Essa maturidade envolve também a possibilidade de mudanças. Espera-se (ou deveria ser esperado) dos autores uma autocrítica e uma maior reflexão sobre trabalhos passados, sem medo de alterações no que concerne às pesquisas prévias, caso haja razão para tanto.

quarta-feira, 21 de fevereiro de 2018

Atualizado em 20 de fevereiro de 2018 18:18

Os programas de pós-graduação stricto sensu em Direito, em sua quase totalidade, exigem publicações em periódicos com Qualis (sistema de avaliação mantido pela CAPES) como requisito para obtenção de créditos necessários à conclusão do curso. A realidade dos pós-graduandos é, sem dúvida, uma corrida contra o tempo, uma vez que precisam conciliar a obtenção dos demais créditos exigidos (frequência às aulas, estágios docentes, participação em Congressos, avaliações escritas, apresentação de seminários etc.) com a elaboração e submissão dos mencionados artigos.

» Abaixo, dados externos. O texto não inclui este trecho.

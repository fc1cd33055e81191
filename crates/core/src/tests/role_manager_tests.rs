// Copyright (C) 2026 Fred Clausen
// Use of this source code is governed by an MIT-style
// license that can be found in the LICENSE file or at
// https://opensource.org/licenses/MIT.

use crate::tests::helpers::{ALICE, PROFESSOR, STRANGER, user};
use crate::{CoreError, RoleManager};
use gradebook_domain::{DomainError, Permission, PermissionSet, Role, UserId};
use std::collections::{BTreeMap, BTreeSet};

#[test]
fn test_unknown_user_is_an_error_not_an_empty_set() {
    let manager: RoleManager = RoleManager::new();

    let result: Result<PermissionSet, CoreError> = manager.get_perms(&user(STRANGER));

    assert_eq!(result, Err(CoreError::UnknownUser(user(STRANGER))));
    assert!(manager.get_roles(&user(STRANGER)).is_err());
    assert!(!manager.has_role(&user(STRANGER), Role::Student));
}

#[test]
fn test_permissions_are_the_union_of_held_roles() {
    let mut manager: RoleManager = RoleManager::new();
    let alice: UserId = user(ALICE);
    manager.grant_role(&alice, Role::Student).unwrap();

    let as_student: PermissionSet = manager.get_perms(&alice).unwrap();
    assert!(as_student.contains(Permission::AddAssignmentSubmission));
    assert!(!as_student.contains(Permission::AccessAssignmentGrade));

    manager.grant_role(&alice, Role::TeachingAssistant).unwrap();
    let combined: PermissionSet = manager.get_perms(&alice).unwrap();

    assert!(combined.contains(Permission::AddAssignmentSubmission));
    assert!(combined.contains(Permission::AccessAssignmentGrade));
    assert_eq!(
        manager.get_roles(&alice).unwrap(),
        BTreeSet::from([Role::Student, Role::TeachingAssistant])
    );
}

#[test]
fn test_professor_holds_every_permission() {
    let mut manager: RoleManager = RoleManager::new();
    manager.grant_role(&user(PROFESSOR), Role::Professor).unwrap();

    let perms: PermissionSet = manager.get_perms(&user(PROFESSOR)).unwrap();

    assert!(Permission::ALL.into_iter().all(|p| perms.contains(p)));
}

#[test]
fn test_granting_a_held_role_fails() {
    let mut manager: RoleManager = RoleManager::new();
    manager.grant_role(&user(ALICE), Role::Student).unwrap();

    let result: Result<(), CoreError> = manager.grant_role(&user(ALICE), Role::Student);

    assert!(matches!(
        result,
        Err(CoreError::DomainViolation(DomainError::RoleAlreadyGranted { .. }))
    ));
}

#[test]
fn test_granting_to_an_invalid_id_fails() {
    let mut manager: RoleManager = RoleManager::new();

    let result: Result<(), CoreError> = manager.grant_role(&user(""), Role::Student);

    assert!(matches!(
        result,
        Err(CoreError::DomainViolation(DomainError::InvalidUserId(_)))
    ));
    assert_eq!(manager.users().count(), 0);
}

#[test]
fn test_revoking_the_last_role_unregisters_the_user() {
    let mut manager: RoleManager = RoleManager::new();
    manager.grant_role(&user(ALICE), Role::Student).unwrap();

    manager.revoke_role(&user(ALICE), Role::Student).unwrap();

    assert!(!manager.is_registered(&user(ALICE)));
    assert_eq!(
        manager.get_perms(&user(ALICE)),
        Err(CoreError::UnknownUser(user(ALICE)))
    );
}

#[test]
fn test_revoking_a_role_not_held_fails() {
    let mut manager: RoleManager = RoleManager::new();
    manager.grant_role(&user(ALICE), Role::Student).unwrap();

    let not_held: Result<(), CoreError> = manager.revoke_role(&user(ALICE), Role::Professor);
    let unknown: Result<(), CoreError> = manager.revoke_role(&user(STRANGER), Role::Student);

    assert!(matches!(
        not_held,
        Err(CoreError::DomainViolation(DomainError::RoleNotHeld { .. }))
    ));
    assert_eq!(unknown, Err(CoreError::UnknownUser(user(STRANGER))));
    assert!(manager.has_role(&user(ALICE), Role::Student));
}

#[test]
fn test_custom_grants_replace_the_default_table() {
    let grants: BTreeMap<Role, PermissionSet> = BTreeMap::from([(
        Role::Student,
        PermissionSet::new([Permission::AccessCourseName]),
    )]);
    let mut manager: RoleManager = RoleManager::with_grants(grants);
    manager.grant_role(&user(ALICE), Role::Student).unwrap();
    manager.grant_role(&user(PROFESSOR), Role::Professor).unwrap();

    assert_eq!(
        manager.get_perms(&user(ALICE)).unwrap(),
        PermissionSet::new([Permission::AccessCourseName])
    );
    assert!(manager.get_perms(&user(PROFESSOR)).unwrap().is_empty());
}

Ademais, ainda é comum entre os periódicos jurídicos no Brasil uma ausência de uniformidade no que tange a prazo para respostas sobre o aceite ou não dos artigos submetidos à avaliação (muitos periódicos, infelizmente, sequer indicam um possível prazo ou mesmo respondem questionamentos feitos pelos pretensos autores). Além disso, artigos aceitos chegam a demorar meses, às vezes mais de um ano, para serem efetivamente publicados.

Todas essas circunstâncias levam autores a publicarem sobre assuntos que, por vezes, não são do seu interesses ou expertise, porém, levando em consideração somente os prazos de publicação, atendem aos propósitos imediatos dos juristas. Outrossim, devido à pressão pelas publicações em prazos curtos, não raro são submetidos artigos que necessitariam de uma maior revisão e aprofundamento, mas que, mostrando-se minimamente adequados para serem publicados, acabam enviados sem a devida reflexão.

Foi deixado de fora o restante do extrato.